#### Listed entries ####

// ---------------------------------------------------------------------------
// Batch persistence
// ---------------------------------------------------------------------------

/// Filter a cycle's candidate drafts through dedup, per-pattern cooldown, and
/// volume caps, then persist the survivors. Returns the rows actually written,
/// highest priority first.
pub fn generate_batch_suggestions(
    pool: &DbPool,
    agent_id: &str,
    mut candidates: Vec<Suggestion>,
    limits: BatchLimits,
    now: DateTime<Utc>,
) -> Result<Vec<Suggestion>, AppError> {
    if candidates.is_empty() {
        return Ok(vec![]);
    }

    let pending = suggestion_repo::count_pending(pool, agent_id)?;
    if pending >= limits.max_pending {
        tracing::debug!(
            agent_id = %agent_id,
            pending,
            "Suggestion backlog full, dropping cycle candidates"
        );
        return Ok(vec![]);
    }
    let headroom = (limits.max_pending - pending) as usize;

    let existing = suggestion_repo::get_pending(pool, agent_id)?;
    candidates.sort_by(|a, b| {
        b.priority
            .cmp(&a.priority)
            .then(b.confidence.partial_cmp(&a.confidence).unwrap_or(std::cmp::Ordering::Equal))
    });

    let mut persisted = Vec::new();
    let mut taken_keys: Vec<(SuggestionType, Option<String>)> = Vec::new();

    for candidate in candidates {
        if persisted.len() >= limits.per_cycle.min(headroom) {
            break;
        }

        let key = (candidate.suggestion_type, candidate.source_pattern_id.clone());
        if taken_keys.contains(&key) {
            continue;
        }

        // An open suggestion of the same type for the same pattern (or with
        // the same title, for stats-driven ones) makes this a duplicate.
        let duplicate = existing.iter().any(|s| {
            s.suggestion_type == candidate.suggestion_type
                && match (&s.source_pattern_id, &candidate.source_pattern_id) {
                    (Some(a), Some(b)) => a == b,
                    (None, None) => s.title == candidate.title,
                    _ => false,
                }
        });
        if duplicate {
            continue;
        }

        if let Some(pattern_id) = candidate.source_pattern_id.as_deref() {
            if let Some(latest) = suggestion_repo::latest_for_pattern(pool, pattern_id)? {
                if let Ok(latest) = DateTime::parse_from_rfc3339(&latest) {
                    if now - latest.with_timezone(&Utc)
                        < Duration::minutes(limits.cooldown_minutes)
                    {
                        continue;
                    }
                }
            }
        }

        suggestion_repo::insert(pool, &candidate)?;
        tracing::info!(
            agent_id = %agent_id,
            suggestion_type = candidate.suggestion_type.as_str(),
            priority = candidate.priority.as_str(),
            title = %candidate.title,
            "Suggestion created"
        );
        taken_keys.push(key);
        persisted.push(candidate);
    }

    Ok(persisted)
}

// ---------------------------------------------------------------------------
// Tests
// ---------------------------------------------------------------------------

####

Your instructions -
The answer must be every line from the entries above that holds the string "duplicate".

Task result -
        // the same title, for stats-driven ones) makes this a duplicate.
        let duplicate = existing.iter().any(|s| {
        if duplicate {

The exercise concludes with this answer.